Costanza stated most other members complained about the "mistrust" and the "resentment" that Cerrito's lawsuit had produced in the crime family. 
Available FBI reports don't contain additional information about Costanza after this. Salvatore Costanza died in 1994.
Second informant profile
The second member-informant active in San Jose during the 1960s was assigned the symbol number "SF 2745-C-TE." The available FBI reports contain at least three clues that point to a suspect.
First, the informant complained to the FBI that the LIFE article from 1968 named him "prominently" and put him "right in the middle" of the casino extortion attempt.   The only San Jose Crime Family member identified by name in the article, besides Joseph Cerrito, was Peter Misuraca.
The FBI also said the informant known as "SF 2745-C-TE" lived in Richmond, California, outside Oakland. The only San Jose Crime Family member who lived in Richmond at the time was Peter Misuraca. 
Another FBI report even more explicitly linked Peter Misuraca and "SF-2745-C-TE." The report said, "[SF 2745-C-TE] stated that from conversations with his brother, John Misuraca, and others, he understands that Joe Zerilli is currently the "big man" in the Detroit area in the LCN." [Emphasis mine] 
In all likelihood, Peter Misuraca was "SF 2745-C-TE."
Prime suspect: Peter Misuraca
Born in Sicily in 1905, Peter Misuraca immigrated to the United States at a young age with his family. Misuraca said he grew up in Detroit with his three brothers, John, Arturo and Sam.  He said, while the family was living there, his brother Sam was murdered by the Cusenza brothers, Paul, Joseph and Tony.  The Cusenza brothers were all connected to the Detroit underworld.
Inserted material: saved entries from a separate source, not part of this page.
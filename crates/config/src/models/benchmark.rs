use serde::{Deserialize, Serialize};

use crate::validation::{ConfigValidator, ValidationUtils};

#[derive(Debug, Clone, Serialize, Deserialize, PartialEq)]
#[serde(default)]
pub struct BenchmarkConfig {
    pub robots: usize,
    pub carrier_groups: usize,
    pub items_per_group: usize,
    pub cycles: usize,
    /// Process stations items are carried to.
    pub stations: usize,
    /// Pause between two issued requests; 0 issues as fast as possible.
    pub request_interval_us: u64,
    /// Cap on requests issued but not yet completed; 0 means no cap.
    pub max_in_flight: usize,
    pub pickup_delay_us: u64,
    pub place_delay_us: u64,
    pub timeout_seconds: u64,
    /// Minimum completed/total ratio for a passing run.
    pub pass_threshold: f64,
    /// Distinct priority values assigned to requests; 0 leaves them unset.
    pub priority_levels: u8,
    pub seed: u64,
}

impl Default for BenchmarkConfig {
    fn default() -> Self {
        Self {
            robots: 3,
            carrier_groups: 10,
            items_per_group: 25,
            cycles: 10,
            stations: 4,
            request_interval_us: 0,
            max_in_flight: 1024,
            pickup_delay_us: 0,
            place_delay_us: 0,
            timeout_seconds: 120,
            pass_threshold: 1.0,
            priority_levels: 0,
            seed: 42,
        }
    }
}

impl BenchmarkConfig {
    pub fn total_transfers(&self) -> usize {
        self.carrier_groups * self.items_per_group * self.cycles
    }
}

impl ConfigValidator for BenchmarkConfig {
    fn validate(&self) -> crate::ConfigResult<()> {
        ValidationUtils::validate_count(self.robots, "benchmark.robots", 1024)?;
        ValidationUtils::validate_count(self.carrier_groups, "benchmark.carrier_groups", 10_000)?;
        ValidationUtils::validate_count(
            self.items_per_group,
            "benchmark.items_per_group",
            100_000,
        )?;
        ValidationUtils::validate_count(self.cycles, "benchmark.cycles", 1_000_000)?;
        ValidationUtils::validate_count(self.stations, "benchmark.stations", 1024)?;
        ValidationUtils::validate_timeout_seconds(self.timeout_seconds, "benchmark.timeout_seconds")?;
        ValidationUtils::validate_ratio(self.pass_threshold, "benchmark.pass_threshold")?;
        if self.pass_threshold == 0.0 {
            return Err(crate::ConfigError::Validation(
                "benchmark.pass_threshold must be greater than 0".to_string(),
            ));
        }
        Ok(())
    }
}
use rand::rngs::StdRng;
use rand::{Rng, SeedableRng};

use scheduler_config::BenchmarkConfig;
use scheduler_domain::{ItemId, TransferRequest};

/// Deterministic stream of transfer requests: for every cycle, every carrier
/// group releases its items in order. Item ids are unique across the run;
/// destinations and priorities come from a seeded generator.
#[derive(Debug)]
pub struct Workload {
    carrier_groups: usize,
    items_per_group: usize,
    cycles: usize,
    stations: usize,
    priority_levels: u8,
    rng: StdRng,
    next_index: usize,
}

impl Workload {
    pub fn from_config(config: &BenchmarkConfig) -> Self {
        Self {
            carrier_groups: config.carrier_groups,
            items_per_group: config.items_per_group,
            cycles: config.cycles,
            stations: config.stations.max(1),
            priority_levels: config.priority_levels,
            rng: StdRng::seed_from_u64(config.seed),
            next_index: 0,
        }
    }

    pub fn total(&self) -> usize {
        self.carrier_groups * self.items_per_group * self.cycles
    }
}

impl Iterator for Workload {
    type Item = TransferRequest;

    fn next(&mut self) -> Option<TransferRequest> {
        if self.next_index >= self.total() {
            return None;
        }
        let index = self.next_index;
        self.next_index += 1;

        let group = (index / self.items_per_group) % self.carrier_groups;
        let station = self.rng.random_range(1..=self.stations);
        let mut request = TransferRequest::new(
            index as ItemId + 1,
            format!("carrier-{group}"),
            format!("PM{station}"),
        );
        if self.priority_levels > 0 {
            request.priority = Some(self.rng.random_range(0..self.priority_levels));
        }
        Some(request)
    }

    fn size_hint(&self) -> (usize, Option<usize>) {
        let remaining = self.total() - self.next_index;
        (remaining, Some(remaining))
    }
}
use std::collections::{HashMap, VecDeque};
use std::sync::Arc;
use std::time::Duration;

use async_trait::async_trait;
use tokio::sync::{broadcast, Mutex};
use tokio::task::JoinHandle;
use tokio::time::MissedTickBehavior;
use tracing::{debug, info, warn};

use scheduler_domain::{
    RobotId, RobotRegistration, SchedulerError, SchedulerResult, StateChange, TransferRequest,
};

use super::{CoordinationStrategy, RunState, StrategyKind};
use crate::coordinator::{AssignmentReceiver, DispatchCoordinator};

/// Per-robot signal slots. Robots post here; only the poller reads.
#[derive(Debug, Default)]
struct SignalBoard {
    order: Vec<RobotId>,
    pending: HashMap<RobotId, VecDeque<StateChange>>,
}

impl SignalBoard {
    fn register(&mut self, robot_id: RobotId) {
        self.pending.insert(robot_id.clone(), VecDeque::new());
        self.order.push(robot_id);
    }

    /// Take every pending signal, robot by robot in registration order.
    fn collect(&mut self) -> Vec<StateChange> {
        let mut signals = Vec::new();
        for robot_id in &self.order {
            if let Some(queue) = self.pending.get_mut(robot_id) {
                signals.extend(queue.drain(..));
            }
        }
        signals
    }
}

/// Periodic polling: a loop wakes every `interval`, visits each robot's
/// signal slot and forwards what it finds to the coordinator. Transfer
/// requests go to the coordinator directly.
pub struct LockPollingStrategy {
    coordinator: Arc<DispatchCoordinator>,
    board: Arc<Mutex<SignalBoard>>,
    interval: Duration,
    run: RunState,
    shutdown: broadcast::Sender<()>,
    poller: Mutex<Option<JoinHandle<()>>>,
}

impl LockPollingStrategy {
    pub fn new(coordinator: Arc<DispatchCoordinator>, interval: Duration) -> Self {
        let (shutdown, _) = broadcast::channel(1);
        Self {
            coordinator,
            board: Arc::new(Mutex::new(SignalBoard::default())),
            interval: interval.max(Duration::from_micros(100)),
            run: RunState::default(),
            shutdown,
            poller: Mutex::new(None),
        }
    }

    pub fn interval(&self) -> Duration {
        self.interval
    }

    /// Signals posted but not yet forwarded.
    pub async fn pending_signals(&self) -> usize {
        let board = self.board.lock().await;
        board.pending.values().map(VecDeque::len).sum()
    }
}

/// One polling cycle. Returns how many signals were applied.
async fn poll_once(coordinator: &DispatchCoordinator, board: &Mutex<SignalBoard>) -> usize {
    let signals = board.lock().await.collect();
    let mut applied = 0;
    for change in signals {
        let robot_id = change.robot_id.clone();
        match coordinator
            .update_robot_state(
                &change.robot_id,
                change.state,
                change.held_item,
                change.waiting_for,
            )
            .await
        {
            Ok(_) => applied += 1,
            Err(e) => warn!(
                strategy = coordinator.label(),
                robot_id = %robot_id,
                error = %e,
                "polled state change rejected"
            ),
        }
    }
    applied
}

#[async_trait]
impl CoordinationStrategy for LockPollingStrategy {
    fn kind(&self) -> StrategyKind {
        StrategyKind::LockPolling
    }

    fn coordinator(&self) -> &Arc<DispatchCoordinator> {
        &self.coordinator
    }

    async fn register_robot(
        &self,
        registration: RobotRegistration,
    ) -> SchedulerResult<AssignmentReceiver> {
        self.run.ensure_active(self.kind())?;
        let robot_id = registration.robot_id.clone();
        let receiver = self.coordinator.register_robot(registration).await?;
        self.board.lock().await.register(robot_id);
        Ok(receiver)
    }

    async fn request_transfer(&self, request: TransferRequest) -> SchedulerResult<()> {
        self.run.ensure_active(self.kind())?;
        self.coordinator.request_transfer(request).await?;
        Ok(())
    }

    async fn notify_robot_state_changed(&self, change: StateChange) -> SchedulerResult<()> {
        self.run.ensure_active(self.kind())?;
        let mut board = self.board.lock().await;
        let slot = board
            .pending
            .get_mut(&change.robot_id)
            .ok_or_else(|| SchedulerError::robot_not_found(change.robot_id.as_str()))?;
        slot.push_back(change);
        Ok(())
    }

    async fn start(&self) -> SchedulerResult<()> {
        self.run.ensure_active(self.kind())?;
        if !self.run.mark_started() {
            return Ok(());
        }

        let coordinator = Arc::clone(&self.coordinator);
        let board = Arc::clone(&self.board);
        let mut shutdown = self.shutdown.subscribe();
        let interval = self.interval;

        let handle = tokio::spawn(async move {
            let mut ticker = tokio::time::interval(interval);
            ticker.set_missed_tick_behavior(MissedTickBehavior::Delay);
            loop {
                tokio::select! {
                    _ = shutdown.recv() => break,
                    _ = ticker.tick() => {
                        let applied = poll_once(&coordinator, &board).await;
                        if applied > 0 {
                            debug!(strategy = coordinator.label(), applied, "poll cycle");
                        }
                    }
                }
            }
        });
        *self.poller.lock().await = Some(handle);

        info!(
            strategy = self.name(),
            interval_us = self.interval.as_micros() as u64,
            "strategy started"
        );
        Ok(())
    }

    async fn stop(&self) -> SchedulerResult<()> {
        if !self.run.mark_stopped() {
            return Ok(());
        }

        let _ = self.shutdown.send(());
        if let Some(handle) = self.poller.lock().await.take() {
            if let Err(e) = handle.await {
                warn!(strategy = self.name(), error = %e, "poller task ended abnormally");
            }
        }
        let flushed = poll_once(&self.coordinator, &self.board).await;
        info!(strategy = self.name(), flushed, "strategy stopped");
        Ok(())
    }
}

#[cfg(test)]
mod tests {
    use super::*;

    #[test]
    fn test_signal_board_keeps_registration_and_post_order() {
        let mut board = SignalBoard::default();
        board.register("R2".to_string());
        board.register("R1".to_string());

        let post = |board: &mut SignalBoard, change: StateChange| {
            board
                .pending
                .get_mut(&change.robot_id)
                .unwrap()
                .push_back(change);
        };
        post(&mut board, StateChange::picked_up("R1", 1));
        post(&mut board, StateChange::placed("R1"));
        post(&mut board, StateChange::picked_up("R2", 2));

        let signals = board.collect();
        let order: Vec<(&str, _)> = signals
            .iter()
            .map(|c| (c.robot_id.as_str(), c.state))
            .collect();
        assert_eq!(
            order,
            vec![
                ("R2", scheduler_domain::RobotLifecycle::Carrying),
                ("R1", scheduler_domain::RobotLifecycle::Carrying),
                ("R1", scheduler_domain::RobotLifecycle::Idle),
            ]
        );
        assert!(board.collect().is_empty());
    }
}
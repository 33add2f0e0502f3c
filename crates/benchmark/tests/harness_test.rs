use scheduler_benchmark::{BenchmarkHarness, ShutdownSignal, Verdict};
use scheduler_config::AppConfig;
use scheduler_dispatcher::StrategyKind;
use scheduler_domain::{RobotEvent, TransitionTable};
use scheduler_testing_utils::init_test_logging;

fn small_config() -> AppConfig {
    let mut config = AppConfig::default();
    config.benchmark.robots = 3;
    config.benchmark.carrier_groups = 2;
    config.benchmark.items_per_group = 10;
    config.benchmark.cycles = 2;
    config.benchmark.timeout_seconds = 30;
    config
}

#[tokio::test]
async fn test_every_strategy_passes_reduced_workload() {
    init_test_logging();
    let harness = BenchmarkHarness::new(small_config());
    assert_eq!(harness.total_transfers(), 40);

    let summary = harness.run_all().await;
    assert_eq!(summary.runs.len(), StrategyKind::ALL.len());
    for run in &summary.runs {
        assert_eq!(run.verdict, Verdict::Pass, "{} failed: {:?}", run.strategy, run.reason);
        assert_eq!(run.completed, 40);
        assert_eq!(run.violations, 0);
        let stats = run.stats.expect("stats recorded");
        assert_eq!(stats.dispatched, 40);
        assert_eq!(stats.completed, 40);
    }
    assert!(summary.all_passed());
}

#[tokio::test]
async fn test_bounded_in_flight_window_still_completes() {
    let mut config = small_config();
    config.benchmark.max_in_flight = 2;
    config.benchmark.priority_levels = 3;
    config.coordinator.dispatch_policy = "priority".to_string();
    let harness = BenchmarkHarness::new(config);

    let report = harness.run_one(StrategyKind::EventPush).await;
    assert!(report.passed(), "{:?}", report.reason);
    let stats = report.stats.unwrap();
    assert!(stats.max_queue_depth <= 2);
}

#[tokio::test]
async fn test_unknown_code_fails_and_later_runs_continue() {
    let mut config = small_config();
    config.strategies.enabled = vec!["genetic".to_string(), "actor".to_string()];
    let summary = BenchmarkHarness::new(config).run_all().await;

    assert_eq!(summary.runs.len(), 2);
    assert_eq!(summary.runs[0].strategy, "genetic");
    assert_eq!(summary.runs[0].mode, "-");
    assert_eq!(summary.runs[0].verdict, Verdict::Fail);
    assert!(summary.runs[0]
        .reason
        .as_deref()
        .unwrap()
        .contains("unknown strategy code"));
    assert!(summary.runs[1].passed());
    assert_eq!(summary.failed_runs(), 1);
}

#[tokio::test]
async fn test_malformed_transition_table_reports_init_failure() {
    let mut table = TransitionTable::standard();
    table
        .rules
        .retain(|rule| rule.event != RobotEvent::PickupConfirmed);
    let mut config = small_config();
    config.coordinator.transition_table = Some(table);

    let report = BenchmarkHarness::new(config)
        .run_one(StrategyKind::LockPolling)
        .await;
    assert_eq!(report.verdict, Verdict::Fail);
    assert_eq!(report.completed, 0);
    assert!(report.reason.unwrap().contains("failed to initialize"));
}

#[tokio::test]
async fn test_run_that_cannot_finish_in_time_fails() {
    let mut config = small_config();
    config.benchmark.robots = 1;
    config.benchmark.pickup_delay_us = 50_000;
    config.benchmark.place_delay_us = 50_000;
    config.benchmark.timeout_seconds = 1;

    let report = BenchmarkHarness::new(config)
        .run_one(StrategyKind::EventPush)
        .await;
    assert_eq!(report.verdict, Verdict::Fail);
    assert!(report.completed < report.total);
    assert!(report.reason.unwrap().contains("timed out"));
    assert_eq!(report.violations, 0);
}

#[tokio::test]
async fn test_shutdown_before_run_skips_remaining_strategies() {
    let shutdown = ShutdownSignal::new();
    shutdown.trigger();
    let summary = BenchmarkHarness::new(small_config())
        .with_shutdown(shutdown)
        .run_all()
        .await;
    assert!(summary.runs.is_empty());
    assert!(!summary.all_passed());
}
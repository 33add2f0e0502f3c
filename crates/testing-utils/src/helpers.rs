//! Test helper utilities and common testing patterns

use std::future::Future;
use std::time::Duration;

use tokio::time::{sleep, Instant};

/// Test environment setup utilities
pub struct TestEnv;

impl TestEnv {
    /// Wait for a condition to be true with timeout
    pub async fn wait_for<F, Fut>(condition: F, timeout: Duration) -> bool
    where
        F: FnMut() -> Fut,
        Fut: Future<Output = bool>,
    {
        Self::wait_for_with_interval(condition, timeout, Duration::from_millis(5)).await
    }

    /// Wait for a condition with a custom poll interval
    pub async fn wait_for_with_interval<F, Fut>(
        mut condition: F,
        timeout: Duration,
        poll_interval: Duration,
    ) -> bool
    where
        F: FnMut() -> Fut,
        Fut: Future<Output = bool>,
    {
        let deadline = Instant::now() + timeout;
        loop {
            if condition().await {
                return true;
            }
            if Instant::now() >= deadline {
                return false;
            }
            sleep(poll_interval).await;
        }
    }
}

/// Set up logging for tests (safe to call from every test)
pub fn init_test_logging() {
    let _ = tracing_subscriber::fmt()
        .with_test_writer()
        .with_env_filter("warn")
        .try_init();
}
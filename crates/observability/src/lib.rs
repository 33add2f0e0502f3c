pub mod metrics_collector;
pub mod telemetry_setup;

pub use metrics_collector::DispatchMetrics;
pub use telemetry_setup::{init_logging, init_metrics, init_observability};
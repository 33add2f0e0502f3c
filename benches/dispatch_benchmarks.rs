use criterion::{criterion_group, criterion_main, BenchmarkId, Criterion, Throughput};
use scheduler_benchmark::BenchmarkHarness;
use scheduler_config::AppConfig;
use scheduler_dispatcher::{
    AssignmentReceiver, CoordinatorSettings, DispatchCoordinator, DispatchPolicy, StrategyKind,
};
use scheduler_domain::{RobotLifecycle, RobotRegistration, TransferRequest};
use tokio::runtime::Runtime;

/// Push `items` requests through the coordinator and confirm every transfer
/// from a single task, so only the coordinator itself is measured.
async fn coordinator_cycle(policy: DispatchPolicy, robots: usize, items: u64) -> usize {
    let coordinator = DispatchCoordinator::new(CoordinatorSettings {
        label: "bench".to_string(),
        policy,
        ..CoordinatorSettings::default()
    })
    .unwrap();

    let mut inboxes: Vec<(String, AssignmentReceiver)> = Vec::with_capacity(robots);
    for n in 1..=robots {
        let id = format!("R{n}");
        let inbox = coordinator
            .register_robot(RobotRegistration::new(id.as_str()))
            .await
            .unwrap();
        inboxes.push((id, inbox));
    }

    for item in 1..=items {
        let mut request = TransferRequest::new(item, "carrier-0", format!("PM{}", item % 4 + 1));
        request.priority = Some((item % 3) as u8);
        coordinator.request_transfer(request).await.unwrap();
    }

    let mut done = 0u64;
    while done < items {
        for (id, inbox) in inboxes.iter_mut() {
            while let Ok(assignment) = inbox.try_recv() {
                coordinator
                    .update_robot_state(
                        id,
                        RobotLifecycle::Carrying,
                        Some(assignment.item_id()),
                        None,
                    )
                    .await
                    .unwrap();
                coordinator
                    .update_robot_state(id, RobotLifecycle::Idle, None, None)
                    .await
                    .unwrap();
                done += 1;
            }
        }
    }
    coordinator.violation_count().await
}

fn bench_coordinator_policies(c: &mut Criterion) {
    let runtime = Runtime::new().unwrap();
    let mut group = c.benchmark_group("coordinator_dispatch");

    for items in [100u64, 1_000] {
        group.throughput(Throughput::Elements(items));
        for (name, policy) in [("fifo", DispatchPolicy::Fifo), ("priority", DispatchPolicy::Priority)] {
            group.bench_with_input(BenchmarkId::new(name, items), &items, |b, &items| {
                b.iter(|| {
                    let violations = runtime.block_on(coordinator_cycle(policy.clone(), 4, items));
                    std::hint::black_box(violations);
                })
            });
        }
    }

    group.finish();
}

fn bench_strategies_end_to_end(c: &mut Criterion) {
    let runtime = Runtime::new().unwrap();
    let mut group = c.benchmark_group("strategy_end_to_end");
    group.sample_size(10);

    let mut config = AppConfig::default();
    config.benchmark.robots = 3;
    config.benchmark.carrier_groups = 2;
    config.benchmark.items_per_group = 25;
    config.benchmark.cycles = 2;
    group.throughput(Throughput::Elements(config.benchmark.total_transfers() as u64));

    for kind in StrategyKind::ALL {
        let harness = BenchmarkHarness::new(config.clone());
        group.bench_function(kind.code(), |b| {
            b.iter(|| {
                let report = runtime.block_on(harness.run_one(kind));
                std::hint::black_box(report);
            })
        });
    }

    group.finish();
}

criterion_group!(benches, bench_coordinator_policies, bench_strategies_end_to_end);
criterion_main!(benches);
Misuraca said the murder was a "mistake" because soon afterwards, Tony Cusenza, the leader of the group, was himself murdered at his home over dinner. Misuraca didn't implicate anyone in the murder, but it seems likely he and his surviving brothers were behind it. Joseph Cusenza later moved to Modesto, California, and became a member of the San Jose Crime Family. 
John Misuraca left Michigan, moved to New Jersey and became affiliated with the Newark Crime Family. When it was disbanded, he transferred to the Colombo Crime Family, where he eventually became a capodecina. Arturo Misuraca was also a member of the Colombo Crime Family. 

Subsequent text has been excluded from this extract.